What to work on >> Filter on the word "nearest": copy each matching line from the listing below.

···

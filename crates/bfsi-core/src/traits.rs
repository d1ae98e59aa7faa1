use async_trait::async_trait;

use crate::types::{DocumentChunk, ScoredChunk};

/// Produces fingerprints (fixed-length vectors) for text.
pub trait Embedder: Send + Sync {
    /// Identifies the model behind the fingerprints, recorded at ingestion.
    fn id(&self) -> String { format!("embedder-{}d", self.dim()) }
    fn dim(&self) -> usize;
    fn max_len(&self) -> usize;
    fn embed_batch(&self, texts: &[String]) -> anyhow::Result<Vec<Vec<f32>>>;

    fn embed(&self, text: &str) -> anyhow::Result<Vec<f32>> {
        self.embed_batch(&[text.to_string()])?
            .pop()
            .ok_or_else(|| anyhow::anyhow!("embedder returned no vector"))
    }
}

/// Raw text continuation. Implementations stop before `stop` if it appears.
pub trait TextGenerator: Send + Sync {
    fn id(&self) -> &str;
    fn complete(&self, prompt: &str, max_tokens: usize, stop: &str) -> anyhow::Result<String>;
}

/// Durable chunk + fingerprint storage with nearest-neighbour lookup.
#[async_trait]
pub trait VectorStore: Send + Sync {
    async fn count(&self) -> anyhow::Result<usize>;
    async fn add(&self, chunks: &[DocumentChunk], fingerprints: &[Vec<f32>]) -> anyhow::Result<()>;
    async fn nearest(&self, fingerprint: &[f32], k: usize) -> anyhow::Result<Vec<ScoredChunk>>;

    /// Record a key/value annotation about the store's contents.
    async fn set_meta(&self, _key: &str, _value: &str) -> anyhow::Result<()> {
        Ok(())
    }

    async fn meta(&self, _key: &str) -> anyhow::Result<Option<String>> {
        Ok(None)
    }
}
//! Tier 3: context retrieval over the knowledge base.
use anyhow::{Result, anyhow};
use chrono::Utc;
use indicatif::{ProgressBar, ProgressStyle};
use std::path::Path;
use std::sync::Arc;
use tracing::{info, warn};

use bfsi_core::config::RetrieverSettings;
use bfsi_core::data_processor::DataProcessor;
use bfsi_core::traits::{Embedder, VectorStore};
use bfsi_core::types::DocumentChunk;

use crate::search::LanceStore;

const EMBED_BATCH: usize = 64;

/// A retrieved chunk with its origin, for callers that attribute sources.
#[derive(Debug, Clone, PartialEq)]
pub struct RetrievedChunk {
    pub id: String,
    pub text: String,
    pub source: String,
    pub score: f32,
}

#[derive(Debug, Clone, Copy, PartialEq, Eq)]
pub enum IngestReport {
    /// No store behind the retriever; nothing was read.
    Unavailable,
    /// The store already held chunks, so ingestion did not run.
    AlreadyPopulated { existing: usize },
    Ingested { chunks: usize },
}

/// Retrieval over an optional store. Without a store every lookup is empty
/// and `is_ready` reports false.
pub struct DocumentRetriever {
    embedder: Arc<dyn Embedder>,
    store: Option<Arc<dyn VectorStore>>,
    unavailable_reason: Option<String>,
}

impl DocumentRetriever {
    pub fn new(embedder: Arc<dyn Embedder>, store: Arc<dyn VectorStore>) -> Self {
        Self { embedder, store: Some(store), unavailable_reason: None }
    }

    pub fn unavailable(embedder: Arc<dyn Embedder>, reason: impl Into<String>) -> Self {
        Self { embedder, store: None, unavailable_reason: Some(reason.into()) }
    }

    /// Connect the LanceDB store; a connection failure degrades instead of erroring.
    pub async fn open(settings: &RetrieverSettings, embedder: Arc<dyn Embedder>) -> Self {
        match LanceStore::open(&settings.store_dir, &settings.table, embedder.dim()).await {
            Ok(store) => {
                info!(store = %settings.store_dir.display(), table = %settings.table, "vector store opened");
                Self::new(embedder, Arc::new(store))
            }
            Err(e) => {
                warn!(error = %e, store = %settings.store_dir.display(), "vector store unavailable; retrieval disabled");
                Self::unavailable(embedder, e.to_string())
            }
        }
    }

    pub fn is_ready(&self) -> bool { self.store.is_some() }

    pub fn unavailable_reason(&self) -> Option<&str> { self.unavailable_reason.as_deref() }

    pub async fn chunk_count(&self) -> Result<usize> {
        match &self.store {
            Some(store) => store.count().await,
            None => Ok(0),
        }
    }

    /// Chunk and store every `.txt` file in `dir`, unless the store already has data.
    ///
    /// Every chunk is embedded before anything is written, and the store gets a
    /// single `add`, so a failure leaves it empty and the next start retries.
    pub async fn ingest(&self, dir: &Path, processor: &DataProcessor) -> Result<IngestReport> {
        let Some(store) = &self.store else { return Ok(IngestReport::Unavailable); };
        let existing = store.count().await?;
        if existing > 0 {
            info!(existing, "knowledge base already populated");
            return Ok(IngestReport::AlreadyPopulated { existing });
        }
        let chunks = processor.process_directory(dir)?;
        if chunks.is_empty() {
            return Ok(IngestReport::Ingested { chunks: 0 });
        }
        info!(chunks = chunks.len(), "ingesting knowledge base");
        let pb = ProgressBar::new(chunks.len() as u64);
        pb.set_style(
            ProgressStyle::with_template("{spinner:.green} [{elapsed_precise}] [{bar:40.cyan/blue}] {pos}/{len} chunks ({percent}%)")
                .map(|s| s.progress_chars("#>-"))
                .unwrap_or_else(|_| ProgressStyle::default_bar()),
        );
        let mut fingerprints = Vec::with_capacity(chunks.len());
        for batch in chunks.chunks(EMBED_BATCH) {
            let texts: Vec<String> = batch.iter().map(|c| c.text.clone()).collect();
            fingerprints.extend(self.embed_off_thread(texts).await?);
            pb.inc(batch.len() as u64);
        }
        pb.finish_and_clear();
        store.add(&chunks, &fingerprints).await?;
        store.set_meta("chunk_count", &chunks.len().to_string()).await?;
        store.set_meta("ingested_at", &Utc::now().to_rfc3339()).await?;
        store.set_meta("embedder", &self.embedder.id()).await?;
        info!(chunks = chunks.len(), "ingestion complete");
        Ok(IngestReport::Ingested { chunks: chunks.len() })
    }

    /// A value recorded at ingestion (`chunk_count`, `ingested_at`, `embedder`).
    pub async fn meta(&self, key: &str) -> Result<Option<String>> {
        match &self.store {
            Some(store) => store.meta(key).await,
            None => Ok(None),
        }
    }

    async fn embed_off_thread(&self, texts: Vec<String>) -> Result<Vec<Vec<f32>>> {
        let embedder = Arc::clone(&self.embedder);
        tokio::task::spawn_blocking(move || embedder.embed_batch(&texts))
            .await
            .map_err(|e| anyhow!("embedding task failed: {e}"))?
    }

    /// Up to `k` chunk texts, most similar first.
    pub async fn retrieve(&self, query: &str, k: usize) -> Vec<String> {
        self.retrieve_with_sources(query, k).await.into_iter().map(|c| c.text).collect()
    }

    /// Like `retrieve`, keeping ids, sources and scores. Failures yield no chunks.
    pub async fn retrieve_with_sources(&self, query: &str, k: usize) -> Vec<RetrievedChunk> {
        let Some(store) = &self.store else { return vec![]; };
        let fingerprint = match self.embed_off_thread(vec![query.to_string()]).await {
            Ok(mut fps) if !fps.is_empty() => fps.swap_remove(0),
            Ok(_) => {
                warn!("embedder returned no vector; no context");
                return vec![];
            }
            Err(e) => {
                warn!(error = %e, "query embedding failed; no context");
                return vec![];
            }
        };
        match store.nearest(&fingerprint, k).await {
            Ok(mut hits) => {
                hits.sort_by(|a, b| b.score.partial_cmp(&a.score).unwrap_or(std::cmp::Ordering::Equal));
                hits.into_iter()
                    .take(k)
                    .map(|h| {
                        let DocumentChunk { id, text, source } = h.chunk;
                        RetrievedChunk { id, text, source, score: h.score }
                    })
                    .collect()
            }
            Err(e) => {
                warn!(error = %e, "vector search failed; no context");
                vec![]
            }
        }
    }
}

···

Your response >>
/// Durable chunk + fingerprint storage with nearest-neighbour lookup.
    async fn nearest(&self, fingerprint: &[f32], k: usize) -> anyhow::Result<Vec<ScoredChunk>>;
        match store.nearest(&fingerprint, k).await {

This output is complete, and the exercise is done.